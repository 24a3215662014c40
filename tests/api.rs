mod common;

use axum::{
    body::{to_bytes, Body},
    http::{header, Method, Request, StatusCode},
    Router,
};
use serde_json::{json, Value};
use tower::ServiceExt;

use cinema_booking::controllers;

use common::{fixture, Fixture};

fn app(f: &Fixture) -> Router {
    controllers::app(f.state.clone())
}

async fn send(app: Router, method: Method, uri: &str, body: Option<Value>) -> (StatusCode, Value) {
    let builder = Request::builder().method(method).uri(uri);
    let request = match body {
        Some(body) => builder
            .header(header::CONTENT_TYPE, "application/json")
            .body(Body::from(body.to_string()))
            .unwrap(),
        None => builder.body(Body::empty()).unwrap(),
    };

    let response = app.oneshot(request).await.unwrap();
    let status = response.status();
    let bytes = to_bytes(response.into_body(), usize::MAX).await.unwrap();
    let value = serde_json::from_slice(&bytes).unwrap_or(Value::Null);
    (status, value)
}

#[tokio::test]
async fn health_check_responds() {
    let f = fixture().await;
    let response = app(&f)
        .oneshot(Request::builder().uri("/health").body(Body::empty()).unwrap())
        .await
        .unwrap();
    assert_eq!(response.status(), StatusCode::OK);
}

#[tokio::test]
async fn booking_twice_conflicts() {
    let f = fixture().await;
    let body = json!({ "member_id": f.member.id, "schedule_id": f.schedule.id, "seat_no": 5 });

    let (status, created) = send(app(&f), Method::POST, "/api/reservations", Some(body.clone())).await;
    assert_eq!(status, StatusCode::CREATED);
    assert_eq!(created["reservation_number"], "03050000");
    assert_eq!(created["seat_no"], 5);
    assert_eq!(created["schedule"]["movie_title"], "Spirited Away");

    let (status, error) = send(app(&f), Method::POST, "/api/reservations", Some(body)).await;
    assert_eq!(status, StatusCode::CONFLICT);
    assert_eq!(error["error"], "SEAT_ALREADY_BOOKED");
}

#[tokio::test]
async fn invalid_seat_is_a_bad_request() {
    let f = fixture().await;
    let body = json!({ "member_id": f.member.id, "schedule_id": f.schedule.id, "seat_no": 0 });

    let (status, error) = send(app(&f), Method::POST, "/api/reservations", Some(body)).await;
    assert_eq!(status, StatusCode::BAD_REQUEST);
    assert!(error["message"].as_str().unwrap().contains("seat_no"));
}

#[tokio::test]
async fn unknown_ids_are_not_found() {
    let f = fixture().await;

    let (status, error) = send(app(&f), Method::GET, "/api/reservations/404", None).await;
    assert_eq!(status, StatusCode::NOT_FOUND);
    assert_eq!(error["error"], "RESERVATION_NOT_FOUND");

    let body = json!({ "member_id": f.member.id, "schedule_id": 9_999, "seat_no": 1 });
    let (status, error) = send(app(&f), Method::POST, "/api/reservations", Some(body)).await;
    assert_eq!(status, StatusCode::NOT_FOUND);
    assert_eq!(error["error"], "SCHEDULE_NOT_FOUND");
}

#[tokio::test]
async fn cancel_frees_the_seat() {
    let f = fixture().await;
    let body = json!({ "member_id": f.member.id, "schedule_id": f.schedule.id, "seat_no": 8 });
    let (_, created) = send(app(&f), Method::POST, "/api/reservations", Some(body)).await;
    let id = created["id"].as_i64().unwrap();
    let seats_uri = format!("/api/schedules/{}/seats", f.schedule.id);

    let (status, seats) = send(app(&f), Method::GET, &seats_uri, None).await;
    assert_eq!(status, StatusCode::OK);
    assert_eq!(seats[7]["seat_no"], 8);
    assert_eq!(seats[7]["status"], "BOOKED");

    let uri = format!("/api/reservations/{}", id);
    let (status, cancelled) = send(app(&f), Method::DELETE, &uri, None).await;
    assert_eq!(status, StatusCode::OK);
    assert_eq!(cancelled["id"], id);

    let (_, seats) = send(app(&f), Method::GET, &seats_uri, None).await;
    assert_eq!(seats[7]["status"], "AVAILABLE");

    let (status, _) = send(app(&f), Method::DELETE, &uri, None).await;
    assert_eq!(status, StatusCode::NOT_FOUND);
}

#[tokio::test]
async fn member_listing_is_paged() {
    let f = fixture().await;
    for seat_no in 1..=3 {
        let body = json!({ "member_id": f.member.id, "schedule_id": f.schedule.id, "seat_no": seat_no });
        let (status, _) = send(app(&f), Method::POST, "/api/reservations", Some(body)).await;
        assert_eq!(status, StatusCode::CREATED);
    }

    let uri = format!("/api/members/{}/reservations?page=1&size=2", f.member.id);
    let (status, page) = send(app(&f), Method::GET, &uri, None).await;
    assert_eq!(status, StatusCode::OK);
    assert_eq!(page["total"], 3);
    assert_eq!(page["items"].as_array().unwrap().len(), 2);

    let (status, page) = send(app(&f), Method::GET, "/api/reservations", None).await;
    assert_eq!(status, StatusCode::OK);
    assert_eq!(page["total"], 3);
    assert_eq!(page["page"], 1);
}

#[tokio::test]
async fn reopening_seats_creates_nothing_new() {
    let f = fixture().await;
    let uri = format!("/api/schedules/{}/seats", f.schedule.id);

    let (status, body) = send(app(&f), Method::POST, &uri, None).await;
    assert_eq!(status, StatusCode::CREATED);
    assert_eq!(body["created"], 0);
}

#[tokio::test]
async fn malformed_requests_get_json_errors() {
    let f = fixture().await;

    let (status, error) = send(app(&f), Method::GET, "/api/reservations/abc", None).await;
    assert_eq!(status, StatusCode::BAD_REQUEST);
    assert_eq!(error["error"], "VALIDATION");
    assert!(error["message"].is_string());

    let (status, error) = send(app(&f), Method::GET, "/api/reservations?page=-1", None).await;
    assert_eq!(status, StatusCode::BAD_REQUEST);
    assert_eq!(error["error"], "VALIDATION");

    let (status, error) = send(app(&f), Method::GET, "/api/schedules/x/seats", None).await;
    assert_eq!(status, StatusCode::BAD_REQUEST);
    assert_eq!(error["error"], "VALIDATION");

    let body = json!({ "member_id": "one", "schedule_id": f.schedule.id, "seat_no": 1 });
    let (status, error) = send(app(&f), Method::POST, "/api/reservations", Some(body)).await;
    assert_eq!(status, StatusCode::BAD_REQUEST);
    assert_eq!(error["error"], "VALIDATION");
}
■ ■ ■ ■ ■ ■ ■
What you should do –
Retype all the data, keeping every character the same.

Result of this task –
repository 24a3215662014c40
filename tests/api.rs
mod common;

use axum::{
    body::{to_bytes, Body},
    http::{header, Method, Request, StatusCode},
    Router,
};
use serde_json::{json, Value};
use tower::ServiceExt;

use cinema_booking::controllers;

use common::{fixture, Fixture};

fn app(f: &Fixture) -> Router {
    controllers::app(f.state.clone())
}

async fn send(app: Router, method: Method, uri: &str, body: Option<Value>) -> (StatusCode, Value) {
    let builder = Request::builder().method(method).uri(uri);
    let request = match body {
        Some(body) => builder
            .header(header::CONTENT_TYPE, "application/json")
            .body(Body::from(body.to_string()))
            .unwrap(),
        None => builder.body(Body::empty()).unwrap(),
    };

    let response = app.oneshot(request).await.unwrap();
    let status = response.status();
    let bytes = to_bytes(response.into_body(), usize::MAX).await.unwrap();
    let value = serde_json::from_slice(&bytes).unwrap_or(Value::Null);
    (status, value)
}

#[tokio::test]
async fn health_check_responds() {
    let f = fixture().await;
    let response = app(&f)
        .oneshot(Request::builder().uri("/health").body(Body::empty()).unwrap())
        .await
        .unwrap();
    assert_eq!(response.status(), StatusCode::OK);
}

#[tokio::test]
async fn booking_twice_conflicts() {
    let f = fixture().await;
    let body = json!({ "member_id": f.member.id, "schedule_id": f.schedule.id, "seat_no": 5 });

    let (status, created) = send(app(&f), Method::POST, "/api/reservations", Some(body.clone())).await;
    assert_eq!(status, StatusCode::CREATED);
    assert_eq!(created["reservation_number"], "03050000");
    assert_eq!(created["seat_no"], 5);
    assert_eq!(created["schedule"]["movie_title"], "Spirited Away");

    let (status, error) = send(app(&f), Method::POST, "/api/reservations", Some(body)).await;
    assert_eq!(status, StatusCode::CONFLICT);
    assert_eq!(error["error"], "SEAT_ALREADY_BOOKED");
}

#[tokio::test]
async fn invalid_seat_is_a_bad_request() {
    let f = fixture().await;
    let body = json!({ "member_id": f.member.id, "schedule_id": f.schedule.id, "seat_no": 0 });

    let (status, error) = send(app(&f), Method::POST, "/api/reservations", Some(body)).await;
    assert_eq!(status, StatusCode::BAD_REQUEST);
    assert!(error["message"].as_str().unwrap().contains("seat_no"));
}

#[tokio::test]
async fn unknown_ids_are_not_found() {
    let f = fixture().await;

    let (status, error) = send(app(&f), Method::GET, "/api/reservations/404", None).await;
    assert_eq!(status, StatusCode::NOT_FOUND);
    assert_eq!(error["error"], "RESERVATION_NOT_FOUND");

    let body = json!({ "member_id": f.member.id, "schedule_id": 9_999, "seat_no": 1 });
    let (status, error) = send(app(&f), Method::POST, "/api/reservations", Some(body)).await;
    assert_eq!(status, StatusCode::NOT_FOUND);
    assert_eq!(error["error"], "SCHEDULE_NOT_FOUND");
}

#[tokio::test]
async fn cancel_frees_the_seat() {
    let f = fixture().await;
    let body = json!({ "member_id": f.member.id, "schedule_id": f.schedule.id, "seat_no": 8 });
    let (_, created) = send(app(&f), Method::POST, "/api/reservations", Some(body)).await;
    let id = created["id"].as_i64().unwrap();
    let seats_uri = format!("/api/schedules/{}/seats", f.schedule.id);

    let (status, seats) = send(app(&f), Method::GET, &seats_uri, None).await;
    assert_eq!(status, StatusCode::OK);
    assert_eq!(seats[7]["seat_no"], 8);
    assert_eq!(seats[7]["status"], "BOOKED");

    let uri = format!("/api/reservations/{}", id);
    let (status, cancelled) = send(app(&f), Method::DELETE, &uri, None).await;
    assert_eq!(status, StatusCode::OK);
    assert_eq!(cancelled["id"], id);

    let (_, seats) = send(app(&f), Method::GET, &seats_uri, None).await;
    assert_eq!(seats[7]["status"], "AVAILABLE");

    let (status, _) = send(app(&f), Method::DELETE, &uri, None).await;
    assert_eq!(status, StatusCode::NOT_FOUND);
}

#[tokio::test]
async fn member_listing_is_paged() {
    let f = fixture().await;
    for seat_no in 1..=3 {
        let body = json!({ "member_id": f.member.id, "schedule_id": f.schedule.id, "seat_no": seat_no });
        let (status, _) = send(app(&f), Method::POST, "/api/reservations", Some(body)).await;
        assert_eq!(status, StatusCode::CREATED);
    }

    let uri = format!("/api/members/{}/reservations?page=1&size=2", f.member.id);
    let (status, page) = send(app(&f), Method::GET, &uri, None).await;
    assert_eq!(status, StatusCode::OK);
    assert_eq!(page["total"], 3);
    assert_eq!(page["items"].as_array().unwrap().len(), 2);

    let (status, page) = send(app(&f), Method::GET, "/api/reservations", None).await;
    assert_eq!(status, StatusCode::OK);
    assert_eq!(page["total"], 3);
    assert_eq!(page["page"], 1);
}

#[tokio::test]
async fn reopening_seats_creates_nothing_new() {
    let f = fixture().await;
    let uri = format!("/api/schedules/{}/seats", f.schedule.id);

    let (status, body) = send(app(&f), Method::POST, &uri, None).await;
    assert_eq!(status, StatusCode::CREATED);
    assert_eq!(body["created"], 0);
}

#[tokio::test]
async fn malformed_requests_get_json_errors() {
    let f = fixture().await;

    let (status, error) = send(app(&f), Method::GET, "/api/reservations/abc", None).await;
    assert_eq!(status, StatusCode::BAD_REQUEST);
    assert_eq!(error["error"], "VALIDATION");
    assert!(error["message"].is_string());

    let (status, error) = send(app(&f), Method::GET, "/api/reservations?page=-1", None).await;
    assert_eq!(status, StatusCode::BAD_REQUEST);
    assert_eq!(error["error"], "VALIDATION");

    let (status, error) = send(app(&f), Method::GET, "/api/schedules/x/seats", None).await;
    assert_eq!(status, StatusCode::BAD_REQUEST);
    assert_eq!(error["error"], "VALIDATION");

    let body = json!({ "member_id": "one", "schedule_id": f.schedule.id, "seat_no": 1 });
    let (status, error) = send(app(&f), Method::POST, "/api/reservations", Some(body)).await;
    assert_eq!(status, StatusCode::BAD_REQUEST);
    assert_eq!(error["error"], "VALIDATION");
}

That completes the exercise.